Mon Jan 7, 2013, 10:41 PM

2. Former Senator John DeCamp found evidence in clinical trials that he tried to submit to Columbine

 

case, and the judge said NO. What he found is that the drugs those guys were on, they knew that one in four, or 25% would become homicidal or suicidal. That is a high risk and in the past, we would never put a drug out there like that, nor put everyone on them. Anyway, you are on the right track.

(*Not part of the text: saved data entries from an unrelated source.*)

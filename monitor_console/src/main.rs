mod cv_frame;
mod devices;
mod reports;
mod yolo;

use std::path::{Path, PathBuf};

use anyhow::{Context, Result, bail};
use clap::{Parser, Subcommand};
use hazard_vision::config::AppConfig;
use hazard_vision::core_modules::video_catalog::{list_videos, zone_name_for};
use hazard_vision::pipeline::FrameProcessor;
use hazard_vision::session::{MonitoringSession, SessionEnd};
use hazard_vision::{AlertStore, Palette, RiskModel};
use tracing::info;
use tracing_subscriber::EnvFilter;

use crate::devices::{CaptureSource, WindowDisplay};
use crate::yolo::YoloDetector;

#[derive(Parser, Debug)]
#[command(name = "monitor", about = "Camera hazard monitoring and alert reports")]
struct Cli {
    /// Configuration file (defaults to ./hazard_vision.toml when present).
    #[arg(long, global = true, value_name = "PATH")]
    config: Option<PathBuf>,

    #[command(subcommand)]
    command: Command,
}

#[derive(Subcommand, Debug)]
enum Command {
    /// Monitor one camera feed until it ends or `q` is pressed.
    Watch {
        /// A video path, or a file name inside the video root.
        video: String,
        /// Zone name for alerts (defaults to the video's file stem).
        #[arg(long)]
        zone: Option<String>,
        /// Also write the annotated stream to this file.
        #[arg(long, value_name = "PATH")]
        record: Option<PathBuf>,
        /// Do not open a window.
        #[arg(long)]
        headless: bool,
    },
    /// List the recorded feeds in the video root.
    Videos,
    /// List alert archives, newest first.
    Dates,
    /// List the zones with alerts on a date (default: today).
    Zones { date: Option<String> },
    /// Summarize one zone's alerts for a date.
    Report {
        date: String,
        zone: String,
        /// Print the whole log file instead of the summary.
        #[arg(long)]
        raw: bool,
    },
    /// Show environment and configuration details.
    Info,
}

fn init_tracing(default_level: &str) {
    let filter = EnvFilter::try_from_default_env().unwrap_or_else(|_| EnvFilter::new(default_level));
    tracing_subscriber::fmt().with_env_filter(filter).with_target(false).init();
}

fn resolve_video(video: &str, video_root: &Path) -> PathBuf {
    let direct = PathBuf::from(video);
    if direct.exists() {
        direct
    } else {
        video_root.join(video)
    }
}

fn watch(cfg: &AppConfig, store: AlertStore, video: &str, zone: Option<String>, record: Option<PathBuf>, headless: bool) -> Result<()> {
    let path = resolve_video(video, &cfg.video_root);
    let zone = zone.unwrap_or_else(|| zone_name_for(&path));
    let location = path.to_string_lossy().into_owned();
    info!(zone = %zone, video = %location, "initializing zone");

    let detector = YoloDetector::load(&cfg.model_path, cfg.device)?;

    let mut display = WindowDisplay::new(headless);
    if let Some(record) = record {
        // Probe the source once for the recorder's geometry.
        let probe = CaptureSource::open(&location)?;
        let record = record.to_string_lossy().into_owned();
        display = display.record_to(&record, probe.fps(), probe.frame_size())?;
    }

    let processor = FrameProcessor::new(zone, RiskModel::default(), Palette::default(), store);
    let mut session = MonitoringSession::new(detector, display, processor);
    if !headless {
        println!("Press 'q' in the video window to stop.");
    }
    let report = session.run(&location, CaptureSource::open);

    println!(
        "{} frames processed, {} alerts logged, {} degraded frames.",
        report.frames_processed, report.alerts_logged, report.frames_degraded
    );
    match report.end {
        SessionEnd::OpenFailed(reason) => bail!("could not open video: {reason}"),
        SessionEnd::ReadFailed(reason) => println!("Stream interrupted: {reason}"),
        SessionEnd::DisplayFailed(reason) => println!("Display stopped: {reason}"),
        SessionEnd::SourceExhausted => println!("End of video stream."),
        SessionEnd::StopRequested => println!("Monitoring stopped by operator."),
    }
    Ok(())
}

fn main() -> Result<()> {
    let cli = Cli::parse();
    let cfg = AppConfig::load(cli.config.as_deref()).context("loading configuration")?;
    init_tracing(&cfg.log_level);

    let store = AlertStore::open(&cfg.log_root)
        .with_context(|| format!("opening alert log at {}", cfg.log_root.display()))?;

    match cli.command {
        Command::Watch {
            video,
            zone,
            record,
            headless,
        } => watch(&cfg, store, &video, zone, record, headless)?,
        Command::Videos => {
            let videos = list_videos(&cfg.video_root)?;
            if videos.is_empty() {
                println!("No video found in '{}'.", cfg.video_root.display());
            }
            for (i, video) in videos.iter().enumerate() {
                println!(" [{}] {}  (zone {})", i + 1, video.display(), zone_name_for(video));
            }
        }
        Command::Dates => reports::print_dates(&store.enumerate_dates()?),
        Command::Zones { date } => {
            let date = match date {
                Some(date) => AlertStore::parse_date(&date)?,
                None => AlertStore::today(),
            };
            match store.enumerate_zones(date) {
                Ok(zones) => reports::print_zones(date, &zones),
                Err(hazard_vision::error::StoreError::UnknownDate(date)) => {
                    println!("No data recorded for {date}. Run a monitoring session to create logs.");
                }
                Err(e) => return Err(e.into()),
            }
        }
        Command::Report { date, zone, raw } => {
            let date = AlertStore::parse_date(&date)?;
            if raw {
                reports::print_raw(&store.read_raw(date, &zone)?);
            } else {
                reports::print_summary(date, &zone, &store.summarize_zone(date, &zone)?);
            }
        }
        Command::Info => reports::print_info(&cfg.model_path, store.root()),
    }
    Ok(())
}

Here is a little of that info:

http://www.prweb.com/releases/2012/4/prweb9409967.htm

John DeCamp, Attny for Columbine Victim Mark Taylor. Press Conference at 2PM, April 20, 2012 - Clement Park, Littleton, CO. to Reveal New Details in the Case
John DeCamp represented Mark Taylor in Taylor v. Solvay Pharmaceuticals, Inc., 223 F.R.D. 544, 546 (D. Colo. 2004) and Civil Case Number:01-B-2076 (PAC) in the United States District Court for the District of Colorado, Lewis T. Babcock, Chief Judge. Filed 10-15-2003.
.
(PRWEB) April 16, 2012

John DeCamp, JD was born in Neligh, Nebraska, and joined the United States Army during the Vietnam War. He was later assigned to serve as an aide to former CIA director William Colby, who was Deputy Ambassador to Vietnam at the time. Beginning his campaign for election while still stationed in Vietnam, DeCamp was elected and served four terms as a Nebraska state senator, from 1971 to 1987.

Mr. DeCamp received his law degree from the University of Nebraska College of Law in Lincoln, Nebraska, in 1967, and has helped hundreds of injured people recover millions of dollars in compensation. Decorated by President Carter for his service in Vietnam, Mr. DeCamp is listed as one of eight outstanding Vietnam veterans and organized the famous Operation Baby Lift in 1975 bringing 2,834 children of servicemen back to the USA.

John DeCamp represented Mark Taylor in Taylor v. Solvay Pharmaceuticals, Inc., 223 F.R.D. 544, 546 (D. Colo. 2004) and Civil Case Number:01-B-2076 (PAC) in the United States District Court for the District of Colorado, Lewis T. Babcock, Chief Judge. Filed 10-15-2003. The Solvay case alleged that Solvay Pharmaceuticals, the maker of Luvox, the SSRI Antidepressant drug that Eric Harris was taking at the time of the Massacre, was a contributing cause to Mark's injuries.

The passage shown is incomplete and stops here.